• Stored data
※ ※ ※

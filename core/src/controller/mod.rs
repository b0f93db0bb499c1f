//! The outer iteration loop: builds prompts, runs sessions through a
//! backend, gates completion, and records run artifacts.

mod events;
mod run;

use std::collections::BTreeMap;
use std::path::PathBuf;
use std::time::Duration;

use async_trait::async_trait;
use tokio::sync::mpsc;

pub use events::{CompletionBlock, ControllerEvent, VerifyOutcome};
pub use run::run_loop;

use crate::error::RunnerError;
use crate::result::{IterationResult, ModelUsage};
use crate::session::{run_session, RunMode, SessionEvent, SessionOpts};
use crate::stats::{IterationRow, RunSettings};

/// Everything the loop needs to run, resolved by the frontend before start.
#[derive(Debug, Clone)]
pub struct LoopConfig {
    /// The operator's task statement, repeated to every iteration.
    pub prompt: String,
    /// Completion signal is ignored before this many iterations.
    pub min_iterations: u32,
    pub max_iterations: u32,
    pub mode: RunMode,
    pub hard_timeout: Duration,
    pub idle_timeout: Duration,
    /// Shell command gating completion; `None` disables verification.
    pub verify_cmd: Option<String>,
    pub verify_timeout: Duration,
    pub internet: bool,
    pub model: String,
    pub claude_bin: String,
    pub output_dir: PathBuf,
    pub progress_file: PathBuf,
    pub plan_file: Option<PathBuf>,
    /// Nonzero when resuming an existing run directory.
    pub start_iteration: u32,
    /// Wall-clock start, preformatted for stats.json.
    pub started: String,
    /// Save each iteration's full prompt as `prompt-NN.md`.
    pub debug: bool,
}

impl LoopConfig {
    pub(crate) fn session_opts(&self) -> SessionOpts {
        SessionOpts {
            claude_bin: self.claude_bin.clone(),
            model: self.model.clone(),
            mode: self.mode,
            internet: self.internet,
            hard_timeout: self.hard_timeout,
            idle_timeout: self.idle_timeout,
            output_dir: self.output_dir.clone(),
        }
    }

    pub(crate) fn settings(&self) -> RunSettings {
        RunSettings {
            min_iterations: self.min_iterations,
            max_iterations: self.max_iterations,
            mode: match self.mode {
                RunMode::Hitl => "hitl".to_string(),
                RunMode::Afk => "afk".to_string(),
            },
            timeout: self.hard_timeout.as_secs(),
            idle_timeout: self.idle_timeout.as_secs(),
            plan: self.plan_file.is_some(),
            verify: self.verify_cmd.clone(),
            internet: self.internet,
            model: self.model.clone(),
        }
    }
}

/// Why the loop stopped.
#[derive(Debug, Clone, Copy, PartialEq, Eq)]
pub enum StopReason {
    /// Completion signal accepted.
    Completed,
    MaxIterations,
    /// Ctrl+C style shutdown honored at an iteration boundary.
    Shutdown,
    /// Operator declined to continue at the hitl prompt.
    OperatorQuit,
}

/// Final accounting handed back to the frontend when the loop stops.
#[derive(Debug)]
pub struct RunReport {
    pub stop: StopReason,
    pub iterations_done: u32,
    pub total_duration: Duration,
    pub total_cost: f64,
    pub verify_history: Vec<Option<bool>>,
    pub model_usage_totals: BTreeMap<String, ModelUsage>,
    pub rows: Vec<IterationRow>,
}

/// How the loop runs one session. The only production implementation spawns
/// the real child process; tests substitute scripted results.
#[async_trait]
pub trait SessionBackend: Send + Sync {
    async fn run(
        &self,
        prompt: &str,
        iteration: u32,
        opts: &SessionOpts,
        cumulative_cost: f64,
        events: Option<mpsc::UnboundedSender<SessionEvent>>,
    ) -> Result<IterationResult, RunnerError>;
}

/// Spawns the configured child binary for each iteration.
#[derive(Debug, Default)]
pub struct ClaudeBackend;

#[async_trait]
impl SessionBackend for ClaudeBackend {
    async fn run(
        &self,
        prompt: &str,
        iteration: u32,
        opts: &SessionOpts,
        cumulative_cost: f64,
        events: Option<mpsc::UnboundedSender<SessionEvent>>,
    ) -> Result<IterationResult, RunnerError> {
        run_session(prompt, iteration, opts, cumulative_cost, events).await
    }
}

/// Operator touchpoints the loop may hit between iterations.
#[async_trait]
pub trait LoopInteraction: Send + Sync {
    /// Called between iterations in hitl mode; `false` stops the run.
    async fn confirm_continue(&self) -> bool {
        true
    }
}

/// Never pauses. Used in afk mode and by tests.
#[derive(Debug, Default)]
pub struct AutoContinue;

#[async_trait]
impl LoopInteraction for AutoContinue {}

※ ※ ※

• Work required
Count the lines in the data where "derive" occurs. Report the number only.

• Result of the task
5